As user operations are effectively transactions, which can spend the users fund, it seems we have taken a step backwards. Users can be tricked into signing a user operation that steals all their funds. Wallets do not show warnings on personalSign, even when signing 32 bytes which could be a transaction hash, because they presume the prefix makes it safe for users. For user operations, it is not safe.
- Using personalSign makes it near impossible for wallets to tell users what they are signing. Seemingly, this hasn’t been a huge issue to date because generally either
- Dapps leveraging 4337 have embedded wallets, and so they dapp itself is the wallet and can tell the user whatever info about what they are signing.
- The wallet is receiving eth_sendTransaction requests and turning them into user operations, so the user’s wallet can show the user all they need to know about the transaction.
This all makes sense, but constrains how 4337 can be used. For example, I may have a wallet that leverages 4337 and be interacting with a dapp that does, as well. Suppose the dapp has its own paymaster, which my wallet knows nothing about, and wants to include the paymaster and signature in the request sent to the wallet. Perhaps the dapp wants to set some of the user operation gas values, and help the wallet with things it may not be aware of. Currently there is no way to do these things.

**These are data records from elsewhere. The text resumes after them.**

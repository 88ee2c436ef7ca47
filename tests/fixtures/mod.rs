//! Shared fixtures for integration tests
//!
//! - Xcode build settings rooted in a temporary directory
//! - Archive and descriptor writers
//! - Executable shell scripts standing in for Bazel

#![allow(dead_code)]

use std::collections::HashMap;
use std::fs::{self, File};
use std::io::Write;
use std::path::{Path, PathBuf};
use std::time::{Duration, SystemTime};

use xcbazel_bridge::XcodeEnv;
use zip::write::SimpleFileOptions;

/// Build settings of an iOS device build whose directories live under `root`.
pub fn xcode_vars(root: &Path) -> HashMap<String, String> {
    let products = root.join("DerivedData/Build/Products/Debug-iphoneos");
    let workspace = root.join("ws");
    let p = |path: &Path| path.display().to_string();
    [
        ("ACTION", String::new()),
        ("CONFIGURATION", "Debug".to_string()),
        ("CODESIGNING_FOLDER_PATH", p(&products.join("App.app"))),
        ("BUILT_PRODUCTS_DIR", p(&products)),
        ("TARGET_BUILD_DIR", p(&products)),
        ("FULL_PRODUCT_NAME", "App.app".to_string()),
        ("EXECUTABLE_PATH", "App.app/App".to_string()),
        ("WRAPPER_SUFFIX", ".app".to_string()),
        ("WRAPPER_EXTENSION", "app".to_string()),
        ("PLATFORM_NAME", "iphoneos".to_string()),
        ("PRODUCT_TYPE", "com.apple.product-type.application".to_string()),
        ("PROJECT_DIR", p(&workspace)),
        ("PROJECT_FILE_PATH", p(&workspace.join("App.xcodeproj"))),
        ("SDK_VERSION", "17.2".to_string()),
        ("CURRENT_ARCH", "arm64".to_string()),
        ("CODE_SIGNING_ALLOWED", "YES".to_string()),
        ("XCODE_VERSION_ACTUAL", "1520".to_string()),
        ("XCBAZEL_WR", p(&workspace)),
        ("XCBAZEL_DEBUG_PREFIX_MAP", "NO".to_string()),
        ("XCBAZEL_QUEUE_BUILDS", "NO".to_string()),
    ]
    .into_iter()
    .map(|(k, v)| (k.to_string(), v))
    .collect()
}

/// [`xcode_vars`] with `overrides` applied, parsed.
pub fn xcode_env(root: &Path, overrides: &[(&str, &str)]) -> XcodeEnv {
    let mut vars = xcode_vars(root);
    for (key, value) in overrides {
        vars.insert(key.to_string(), value.to_string());
    }
    let workspace = root.join("ws");
    fs::create_dir_all(&workspace).unwrap();
    XcodeEnv::from_vars(&vars, workspace).unwrap()
}

/// Write a zip archive; names ending in `/` become directories.
pub fn write_zip(path: &Path, entries: &[(&str, &str, u32)]) {
    if let Some(parent) = path.parent() {
        fs::create_dir_all(parent).unwrap();
    }
    let mut writer = zip::ZipWriter::new(File::create(path).unwrap());
    for (name, contents, mode) in entries {
        let options = SimpleFileOptions::default().unix_permissions(*mode);
        if name.ends_with('/') {
            writer.add_directory(name.trim_end_matches('/'), options).unwrap();
        } else {
            writer.start_file(*name, options).unwrap();
            writer.write_all(contents.as_bytes()).unwrap();
        }
    }
    writer.finish().unwrap();
}

/// Write a descriptor file and return its path.
pub fn write_descriptor(dir: &Path, name: &str, descriptor: serde_json::Value) -> PathBuf {
    fs::create_dir_all(dir).unwrap();
    let path = dir.join(name);
    fs::write(&path, serde_json::to_string_pretty(&descriptor).unwrap()).unwrap();
    path
}

/// Set the modification time of a file or directory to `age` before now.
pub fn set_age(path: &Path, age: Duration) {
    let time = SystemTime::now() - age;
    File::open(path).unwrap().set_modified(time).unwrap();
}

/// Write an executable shell script.
#[cfg(unix)]
pub fn write_script(path: &Path, body: &str) {
    use std::os::unix::fs::PermissionsExt;

    if let Some(parent) = path.parent() {
        fs::create_dir_all(parent).unwrap();
    }
    fs::write(path, format!("#!/bin/sh\n{body}")).unwrap();
    fs::set_permissions(path, fs::Permissions::from_mode(0o755)).unwrap();
}

/// Every relative file path under `root`, sorted.
pub fn list_files(root: &Path) -> Vec<String> {
    let mut files: Vec<String> = walkdir::WalkDir::new(root)
        .into_iter()
        .filter_map(Result::ok)
        .filter(|e| e.file_type().is_file())
        .map(|e| {
            e.path()
                .strip_prefix(root)
                .unwrap()
                .display()
                .to_string()
        })
        .collect();
    files.sort();
    files
}
//! Bazel command lines

use std::path::{Path, PathBuf};

use tracing::debug;

use crate::process::CommandRunner;
use crate::report::{Diagnostics, Timer};

/// Everything needed to assemble one `bazel build` invocation.
#[derive(Debug, Clone)]
pub struct BuildRequest {
    pub bazel: PathBuf,
    pub startup_options: Vec<String>,
    pub build_options: Vec<String>,
    pub event_file: PathBuf,
    pub output_group: String,
    pub aspect: String,
    pub tool_tag: String,
    /// Ask rules_apple for dSYM bundles.
    pub generate_dsym: bool,
    /// Propagate embedded bundles' dSYMs and other extra outputs.
    pub collect_dsym: bool,
    pub targets: Vec<String>,
}

impl BuildRequest {
    /// Program followed by its arguments.
    pub fn command_line(&self) -> Vec<String> {
        let mut cmd = vec![self.bazel.display().to_string()];
        cmd.extend(self.startup_options.iter().cloned());
        cmd.push("build".to_string());
        cmd.extend(self.build_options.iter().cloned());
        cmd.extend([
            format!("--build_event_json_file={}", self.event_file.display()),
            format!("--output_groups={},default", self.output_group),
            "--aspects".to_string(),
            self.aspect.clone(),
            format!("--tool_tag={}", self.tool_tag),
        ]);
        if self.generate_dsym {
            cmd.push("--apple_generate_dsym".to_string());
        }
        if self.collect_dsym {
            cmd.push("--define=bazel_rules_apple.propagate_embedded_extra_outputs=1".to_string());
        }
        cmd.extend(self.targets.iter().cloned());
        cmd
    }
}

/// Ask Bazel for its execution root.
///
/// Returns `None` (after a warning) when the command fails or prints nothing
/// that looks like an execroot.
pub fn query_execution_root(
    runner: &dyn CommandRunner,
    bazel: &Path,
    diag: &mut dyn Diagnostics,
) -> Option<String> {
    let timer = Timer::start("Finding Bazel execution root");
    let args: Vec<String> = [
        "info",
        "execution_root",
        "--noshow_loading_progress",
        "--noshow_progress",
    ]
    .iter()
    .map(|s| s.to_string())
    .collect();
    let bazel_name = bazel.display().to_string();
    let result = runner.run(&bazel_name, &args);
    timer.end();

    let output = match result {
        Ok(out) if out.is_success() => out.output,
        Ok(out) => {
            diag.warning(&format!(
                "{bazel_name} returned {} while finding the execution root",
                out.exit_code
            ));
            return None;
        }
        Err(e) => {
            diag.warning(&format!("failed to run {bazel_name} info: {e}"));
            return None;
        }
    };

    match output.lines().find(|line| line.contains("/execroot")) {
        Some(line) => {
            debug!(execroot = line.trim(), "found execution root");
            Some(line.trim().to_string())
        }
        None => {
            diag.warning(&format!(
                "{bazel_name} did not return a recognized /execroot path."
            ));
            None
        }
    }
}

fn parent_of(path: &str) -> String {
    Path::new(path)
        .parent()
        .map(|p| p.display().to_string())
        .unwrap_or_default()
}

/// Source path mappings from build paths to the paths Xcode shows.
///
/// The parent of the execution root maps to the parent of the workspace
/// root, which covers both `execroot/<name>/...` and external repositories.
pub fn source_maps(execution_root: Option<&str>, workspace_root: &Path) -> Vec<(String, String)> {
    let Some(execroot) = execution_root else {
        return Vec::new();
    };
    let workspace_parent = workspace_root
        .parent()
        .map(|p| p.display().to_string())
        .unwrap_or_default();
    vec![(parent_of(execroot), workspace_parent)]
}
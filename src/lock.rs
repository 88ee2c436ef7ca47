//! Inter-process advisory file locks
//!
//! One bridge invocation at a time may touch the shared output directory and
//! workspace symlink, so the whole pipeline runs under a global lock file.
//! The symbol cache store uses the same primitive around its
//! read-modify-write cycle.
//!
//! Locks are `flock(2)` based: released when dropped and, because the kernel
//! drops them with the file descriptor, also when the process dies.

use std::fs::{self, File, OpenOptions};
use std::io;
use std::path::{Path, PathBuf};
use std::time::{Duration, Instant};

use thiserror::Error;
use tracing::{info, warn};

use crate::report::Diagnostics;

/// Default location of the global build lock.
pub const DEFAULT_BUILD_LOCK_PATH: &str = "/tmp/xcbazel_build.lock";

/// Delay between two acquisition attempts.
pub const LOCK_POLL_INTERVAL: Duration = Duration::from_millis(100);

/// Lock result type
pub type LockResult<T> = Result<T, LockError>;

/// Errors from lock operations
#[derive(Debug, Error)]
pub enum LockError {
    #[error("lock timeout after {0:?}")]
    Timeout(Duration),

    #[error("I/O error on lock file: {0}")]
    Io(#[from] io::Error),
}

/// Exclusive advisory lock held on a file.
#[derive(Debug)]
pub struct FileLock {
    lock_path: PathBuf,
    #[allow(dead_code)]
    lock_file: File,
}

impl FileLock {
    /// Acquire an exclusive lock on `lock_path`, creating the file and its
    /// parent directory if needed.
    ///
    /// With `timeout` set to `None` this waits for as long as it takes.
    pub fn acquire(lock_path: &Path, timeout: Option<Duration>) -> LockResult<Self> {
        if let Some(parent) = lock_path.parent() {
            if !parent.as_os_str().is_empty() {
                fs::create_dir_all(parent)?;
            }
        }

        let start = Instant::now();
        let mut warned = false;

        loop {
            match Self::try_acquire_exclusive(lock_path) {
                Ok(file) => {
                    if warned {
                        info!(
                            path = %lock_path.display(),
                            waited_ms = start.elapsed().as_millis() as u64,
                            "lock acquired after contention"
                        );
                    }
                    return Ok(Self {
                        lock_path: lock_path.to_path_buf(),
                        lock_file: file,
                    });
                }
                Err(e) if e.kind() == io::ErrorKind::WouldBlock => {
                    if !warned && start.elapsed() > Duration::from_millis(500) {
                        warn!(path = %lock_path.display(), "lock contention, waiting");
                        warned = true;
                    }
                }
                Err(e) => return Err(LockError::Io(e)),
            }

            if let Some(timeout) = timeout {
                if start.elapsed() >= timeout {
                    return Err(LockError::Timeout(timeout));
                }
            }

            std::thread::sleep(LOCK_POLL_INTERVAL);
        }
    }

    #[cfg(unix)]
    fn try_acquire_exclusive(lock_path: &Path) -> io::Result<File> {
        use std::os::unix::fs::OpenOptionsExt;
        use std::os::unix::io::AsRawFd;

        let file = OpenOptions::new()
            .write(true)
            .create(true)
            .truncate(false)
            .mode(0o666)
            .open(lock_path)?;

        let result = unsafe { libc::flock(file.as_raw_fd(), libc::LOCK_EX | libc::LOCK_NB) };

        if result == 0 {
            Ok(file)
        } else {
            let err = io::Error::last_os_error();
            if err.raw_os_error() == Some(libc::EWOULDBLOCK) {
                Err(io::Error::new(io::ErrorKind::WouldBlock, "lock held"))
            } else {
                Err(err)
            }
        }
    }

    #[cfg(not(unix))]
    fn try_acquire_exclusive(lock_path: &Path) -> io::Result<File> {
        match OpenOptions::new().write(true).create_new(true).open(lock_path) {
            Ok(file) => Ok(file),
            Err(e) if e.kind() == io::ErrorKind::AlreadyExists => {
                Err(io::Error::new(io::ErrorKind::WouldBlock, "lock held"))
            }
            Err(e) => Err(e),
        }
    }

    /// Get the lock file path.
    pub fn path(&self) -> &Path {
        &self.lock_path
    }
}

impl Drop for FileLock {
    fn drop(&mut self) {
        #[cfg(unix)]
        {
            use std::os::unix::io::AsRawFd;
            unsafe {
                libc::flock(self.lock_file.as_raw_fd(), libc::LOCK_UN);
            }
        }
        #[cfg(not(unix))]
        {
            let _ = fs::remove_file(&self.lock_path);
        }
    }
}

/// The global lock serializing bridge invocations.
#[derive(Debug)]
pub struct BuildLock {
    _lock: FileLock,
}

impl BuildLock {
    /// Block until no other bridge invocation holds `lock_path`.
    ///
    /// Tells the user through `diag` when the build has to wait.
    pub fn acquire(lock_path: &Path, diag: &mut dyn Diagnostics) -> LockResult<Self> {
        match FileLock::acquire(lock_path, Some(Duration::ZERO)) {
            Ok(lock) => return Ok(Self { _lock: lock }),
            Err(LockError::Timeout(_)) => {}
            Err(e) => return Err(e),
        }

        diag.output("Queuing build...");
        info!(path = %lock_path.display(), "waiting for build lock");
        let lock = FileLock::acquire(lock_path, None)?;
        Ok(Self { _lock: lock })
    }
}
//! Bazel Build Event Protocol reader
//!
//! Parses the newline-delimited JSON file written by `bazel build
//! --build_event_json_file=...` while Bazel is still appending to it, and
//! assembles the events into a tree so callers can tell when every
//! announced event has arrived.

pub mod error;
pub mod event;
pub mod reader;
pub mod tree;
pub mod watcher;

pub use error::{EventError, TreeWarning};
pub use event::{event_key, BuildEvent};
pub use reader::LineAccumulator;
pub use tree::EventTree;
pub use watcher::BuildEventsWatcher;

/// URI scheme prefix accepted for `namedSetOfFiles` entries.
pub const FILE_URI_PREFIX: &str = "file://";
//! Rewriting of build tool output for Xcode's issue parser

use std::path::{Path, PathBuf};

use regex_lite::Regex;

const BAZEL_MESSAGE_PATTERN: &str = r"^(?:DEBUG|WARNING): ([^:]+:\d+:(?:\d+:)?)\s+(.+)";
const RELATIVE_LOCATION_PATTERN: &str = r"^([^/][^:]+):\d+:";

/// Patches individual lines of build tool output.
///
/// Bazel prints `DEBUG:`/`WARNING:` messages with a location Xcode does not
/// recognize, and relative paths that only make sense from the workspace
/// root. Both are rewritten so the issue navigator can link them.
#[derive(Debug, Clone)]
pub struct OutputPatcher {
    message: Regex,
    relative_location: Option<(Regex, PathBuf)>,
}

impl OutputPatcher {
    /// `main_group_path` is where Xcode resolves relative paths from; they
    /// only need prefixing when it differs from `project_dir`.
    pub fn new(project_dir: &Path, main_group_path: &Path) -> Result<Self, regex_lite::Error> {
        let relative_location = if main_group_path != project_dir {
            Some((
                Regex::new(RELATIVE_LOCATION_PATTERN)?,
                main_group_path.to_path_buf(),
            ))
        } else {
            None
        };
        Ok(Self {
            message: Regex::new(BAZEL_MESSAGE_PATTERN)?,
            relative_location,
        })
    }

    pub fn patch_line(&self, line: &str) -> String {
        let line = self.message.replace(line, "$1 warning: $2");
        match &self.relative_location {
            Some((pattern, prefix)) if pattern.is_match(&line) => {
                format!("{}/{}", prefix.display(), line)
            }
            _ => line.into_owned(),
        }
    }

    /// Split `text` into lines and patch each of them.
    pub fn patch(&self, text: &str) -> Vec<String> {
        text.lines().map(|line| self.patch_line(line)).collect()
    }
}
//! Interrupt handling
//!
//! Xcode stops a build phase by sending SIGINT/SIGTERM. The bridge exits
//! right away with code 130; partially installed artifacts are left as they
//! are and the build lock goes away with the process. The Bazel client
//! receives the same signal from the process group and shuts itself down.

use std::sync::atomic::{AtomicU8, Ordering};
use std::sync::Arc;

use tracing::warn;

/// Exit code for interrupted runs (128 + SIGINT).
pub const EXIT_CODE_INTERRUPTED: i32 = 130;

/// Counts received interrupts.
#[derive(Debug, Default)]
pub struct SignalState {
    signal_count: AtomicU8,
}

impl SignalState {
    pub fn new() -> Self {
        Self::default()
    }

    /// Record a signal and return what to do about it.
    pub fn handle_signal(&self) -> SignalAction {
        let count = self.signal_count.fetch_add(1, Ordering::SeqCst);
        if count == 0 {
            SignalAction::Exit
        } else {
            // Exit is already under way.
            SignalAction::Ignore
        }
    }

    /// Get the number of signals received
    pub fn signal_count(&self) -> u8 {
        self.signal_count.load(Ordering::SeqCst)
    }
}

/// Action to take after receiving a signal
#[derive(Debug, Clone, Copy, PartialEq, Eq)]
pub enum SignalAction {
    /// First signal: leave immediately
    Exit,
    /// Any later signal
    Ignore,
}

/// Installs the process-wide interrupt handler.
#[derive(Debug, Default)]
pub struct SignalHandler {
    state: Arc<SignalState>,
}

impl SignalHandler {
    pub fn new() -> Self {
        Self::default()
    }

    pub fn state(&self) -> Arc<SignalState> {
        Arc::clone(&self.state)
    }

    /// Install handlers for SIGINT and SIGTERM. Call once at startup.
    pub fn install(&self) -> Result<(), ctrlc::Error> {
        let state = Arc::clone(&self.state);
        ctrlc::set_handler(move || {
            if state.handle_signal() == SignalAction::Exit {
                warn!("interrupted, exiting without rollback");
                std::process::exit(EXIT_CODE_INTERRUPTED);
            }
        })
    }
}
impl<'a> Bridge<'a> {
    pub fn new(
        config: &'a BridgeConfig,
        env: &'a XcodeEnv,
        runner: &'a dyn CommandRunner,
        symbol_cache: &'a dyn SymbolCache,
        home: PathBuf,
    ) -> Self {
        let remapper = DebugPathRemapper::new(
            home,
            config.lldbinit_path.clone(),
            config.lldbinit_epilogue_path.clone(),
        );
        Self {
            config,
            env,
            runner,
            symbol_cache,
            remapper,
        }
    }

    /// Run every step for `invocation`.
    pub fn run(
        &self,
        invocation: &BuildInvocation,
        diag: &mut dyn Diagnostics,
    ) -> BridgeResult<BridgeReport> {
        let mut report = BridgeReport::default();
        if self.env.action != "build" {
            info!(action = %self.env.action, "ignoring non-build action");
            report.skipped = true;
            return Ok(report);
        }

        let configuration = resolve_configuration(&self.env.configuration, self.env.test_runner_only)?;
        let mut options = self.resolve_options(invocation, diag)?;

        let mut maps = None;
        if self.env.use_debug_prefix_map {
            let found = self.source_maps(invocation, diag);
            options.add_debug_prefix_maps(&found);
            maps = Some(found);
        }

        report.descriptors = self.build(invocation, &options, &configuration, diag)?;

        report.bazel_workspace_root = self.prepare_bazel_bin(invocation, diag)?;
        if let Some(root) = &report.bazel_workspace_root {
            self.link_workspace(root)?;
        }

        if invocation.install_generated_artifacts {
            self.install(invocation, &mut report, &mut maps, diag)?;
        }

        if !self.env.is_watch_app() {
            self.update_lldbinit(invocation, &mut maps, diag);
        }
        Ok(report)
    }

    /// Built-in options plus those from config files and the command line.
    fn resolve_options(
        &self,
        invocation: &BuildInvocation,
        diag: &mut dyn Diagnostics,
    ) -> BridgeResult<BazelOptions> {
        let platform = match ApplePlatform::from_platform_name(&self.env.platform_name) {
            Some(platform) => platform,
            None => {
                diag.warning(&format!(
                    "Unknown platform {:?}, building for iOS.",
                    self.env.platform_name
                ));
                ApplePlatform::Ios
            }
        };
        let xcode_version = self
            .env
            .xcode_version_actual
            .as_deref()
            .and_then(xcode_version_string);
        let mut options = BazelOptions::new(
            platform,
            &self.env.current_arch,
            self.env.sdk_version.clone(),
            xcode_version,
        );

        // `all` first so per-configuration lists are checked against it.
        for (config, items) in ordered_tables(&self.config.startup_options) {
            options.add_startup_options(config, items.clone())?;
        }
        for (config, items) in ordered_tables(&self.config.build_options) {
            options.add_build_options(config, items.clone())?;
        }
        if !invocation.startup_options.is_empty() {
            options.add_startup_options(ALL_CONFIGS, invocation.startup_options.clone())?;
        }
        if !invocation.build_options.is_empty() {
            options.add_build_options(ALL_CONFIGS, invocation.build_options.clone())?;
        }
        Ok(options)
    }

    fn source_maps(
        &self,
        invocation: &BuildInvocation,
        diag: &mut dyn Diagnostics,
    ) -> Vec<(String, String)> {
        let execroot = query_execution_root(self.runner, &invocation.bazel, diag);
        source_maps(execroot.as_deref(), &self.env.workspace_root)
    }

    fn build(
        &self,
        invocation: &BuildInvocation,
        options: &BazelOptions,
        configuration: &str,
        diag: &mut dyn Diagnostics,
    ) -> BridgeResult<Vec<PathBuf>> {
        let event_file = event_file_path(&self.env.project_state_dir());
        let request = BuildRequest {
            bazel: invocation.bazel.clone(),
            startup_options: options.startup_options(configuration),
            build_options: options.build_options(configuration),
            event_file: event_file.clone(),
            output_group: self.config.output_group.clone(),
            aspect: self.config.aspect.clone(),
            tool_tag: self.config.tool_tag.clone(),
            generate_dsym: self.env.generate_dsym,
            collect_dsym: self.env.collect_dsym,
            targets: invocation.targets.clone(),
        };

        let patcher = OutputPatcher::new(&self.env.project_dir, &self.env.main_group_path)?;
        let mut orchestrator = BuildOrchestrator::new(
            event_file,
            self.config.descriptor_suffix.clone(),
            Duration::from_millis(self.config.poll_interval_ms),
            patcher,
        );
        let outcome = orchestrator.run(&request.command_line(), diag)?;
        if !outcome.complete {
            debug!(events = outcome.events, "event stream ended before the build tree resolved");
        }
        Ok(outcome.descriptors)
    }

    fn bazel_bin(&self, invocation: &BuildInvocation) -> PathBuf {
        if invocation.bazel_bin_path.is_absolute() {
            invocation.bazel_bin_path.clone()
        } else {
            self.env.main_group_path.join(&invocation.bazel_bin_path)
        }
    }

    /// Make sure `bazel-bin` resolves to a directory and derive the Bazel
    /// workspace root from it.
    ///
    /// A missing `bazel-bin` is only a warning; a dangling link gets its
    /// target created.
    fn prepare_bazel_bin(
        &self,
        invocation: &BuildInvocation,
        diag: &mut dyn Diagnostics,
    ) -> BridgeResult<Option<PathBuf>> {
        let bazel_bin = self.bazel_bin(invocation);
        if !bazel_bin.is_dir() {
            let Ok(target) = fs::read_link(&bazel_bin) else {
                diag.warning(&format!(
                    "Unable to resolve bazel-bin directory {}",
                    bazel_bin.display()
                ));
                return Ok(None);
            };
            let target = match bazel_bin.parent() {
                Some(parent) if target.is_relative() => parent.join(target),
                _ => target,
            };
            fs::create_dir_all(&target).map_err(|source| BridgeError::BazelBin {
                path: target.clone(),
                source,
            })?;
        }

        let real = fs::canonicalize(&bazel_bin).map_err(|source| BridgeError::BazelBin {
            path: bazel_bin.clone(),
            source,
        })?;
        Ok(Some(bazel_workspace_root(&real, diag)))
    }

    /// Point `<XCBAZEL_WR>/xcbazel-workspace` at the Bazel workspace root.
    fn link_workspace(&self, bazel_workspace_root: &Path) -> BridgeResult<()> {
        let link = self.env.workspace_root.join(WORKSPACE_LINK);
        let relink = || -> io::Result<()> {
            if fs::symlink_metadata(&link).is_ok_and(|m| m.file_type().is_symlink()) {
                fs::remove_file(&link)?;
            }
            symlink(bazel_workspace_root, &link)
        };
        relink().map_err(|source| BridgeError::WorkspaceLink {
            link: link.clone(),
            source,
        })?;
        debug!(link = %link.display(), target = %bazel_workspace_root.display(), "linked workspace");
        Ok(())
    }

    fn install(
        &self,
        invocation: &BuildInvocation,
        report: &mut BridgeReport,
        maps: &mut Option<Vec<(String, String)>>,
        diag: &mut dyn Diagnostics,
    ) -> BridgeResult<()> {
        let descriptors = OutputDescriptor::load_all(&report.descriptors)?;
        let (Some(primary), Some(primary_path)) = (descriptors.first(), report.descriptors.first())
        else {
            return Ok(());
        };

        let build_dir = self.bazel_bin(invocation).join(&self.env.build_path);
        let installer = ArtifactInstaller::new(self.env, build_dir);
        let headers_root = report.bazel_workspace_root.as_deref();
        let all_descriptors = &descriptors;

        let (installed, headers) = thread::scope(|scope| {
            let headers = headers_root.map(|root| {
                scope.spawn(move || {
                    let timer = Timer::start("Installing generated headers");
                    let result = install_generated_headers(root, all_descriptors);
                    timer.end();
                    result
                })
            });

            let installed = installer
                .install_primary(primary, primary_path, diag)
                .map(|installed| {
                    let embedded = installer.install_embedded_bundles(primary, &installed, diag);
                    (installed, embedded)
                });
            (installed, headers.map(|handle| handle.join()))
        });

        match headers {
            Some(Ok(Ok(count))) => report.generated_headers = count,
            Some(Ok(Err(e))) => diag.warning(&format!("Installing generated headers failed: {e}")),
            Some(Err(_)) => diag.warning("Installing generated headers failed unexpectedly"),
            None => {}
        }
        let (installed, embedded) = installed?;
        report.embedded_bundles = embedded;

        report.dsyms = installer.install_dsyms(&descriptors, &installed.source, diag);
        if !report.dsyms.is_empty() {
            let maps = maps.get_or_insert_with(|| self.source_maps(invocation, diag));
            self.index_dsyms(&report.dsyms, maps, diag);
        }

        SigningCoordinator::new(self.runner).resign_test_artifacts(self.env, &installed.product_name)?;
        report.installed = Some(installed);
        Ok(())
    }

    /// Record every dSYM slice in the symbol cache and embed the source
    /// mappings. Failures only cost debuggability, so they are warnings.
    fn index_dsyms(&self, dsyms: &[PathBuf], maps: &[(String, String)], diag: &mut dyn Diagnostics) {
        let timer = Timer::start("Patching dSYM source file paths");
        for dsym in dsyms {
            let slices = match dsym_uuids(self.runner, dsym) {
                Ok(slices) => slices,
                Err(e) => {
                    diag.warning(&e.to_string());
                    continue;
                }
            };
            for slice in &slices {
                let entry = SymbolCacheEntry::new(&slice.uuid, dsym, &slice.architecture);
                if let Err(e) = self.symbol_cache.upsert(entry) {
                    diag.warning(&format!("Failed to cache dSYM {}: {e}", dsym.display()));
                }
            }
            if let Err(e) = self.remapper.remap_dsym(dsym, &slices, maps) {
                diag.warning(&format!(
                    "Failed to write source path remappings into {}: {e}",
                    dsym.display()
                ));
            }
        }
        timer.end();
    }

    fn update_lldbinit(
        &self,
        invocation: &BuildInvocation,
        maps: &mut Option<Vec<(String, String)>>,
        diag: &mut dyn Diagnostics,
    ) {
        let timer = Timer::start("Updating .lldbinit");
        let clear = self.env.generate_dsym || self.env.use_debug_prefix_map;
        let maps: &[(String, String)] = if clear {
            &[]
        } else {
            maps.get_or_insert_with(|| self.source_maps(invocation, diag))
                .as_slice()
        };
        let project_name = self
            .env
            .project_file_path
            .file_name()
            .map(|name| name.to_string_lossy().into_owned())
            .unwrap_or_default();

        if let Err(e) = self.remapper.update_lldbinit(clear, maps, &project_name, diag) {
            warn!(error = %e, "lldbinit update failed");
            diag.warning(&format!("Updating .lldbinit action failed: {e}"));
        }
        timer.end();
    }
}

Beyond this, we can also say there is currently no good way for existing EOA wallets to serve as a signer for 4337 accounts, because the EOA wallet cannot show any helpful info when signing. Signing 32 bytes of hex via personalSign should not be acceptable.
I propose a new RPC, eth_signUserOperation
inputs: {
userOperation: UserOperation,
entryPoint: address,
chainId: bytes,
}
output: {signature: bytes}
We can also use this opportunity to specify how exactly the user operation should be hashed, as the industry seems to have a convention that is not in the EIP.
userOpHash = keccak256(abi.encode(hashedUserOperation, entryPoint, chainId))
where
hashedUserOperation = (
abi.encode(
sender,
nonce,
keccak256(initCode),
keccak256(callData),
callGasLimit,
verificationGasLimit,
preVerificationGas,
maxFeePerGas,
maxPriorityFeePerGas,
keccak256(paymasterAndData),
)
)
Thanks for reading, and I welcome feedback. If this makes sense to others, and I am not missing something obvious, we can turn this into a formal EIP.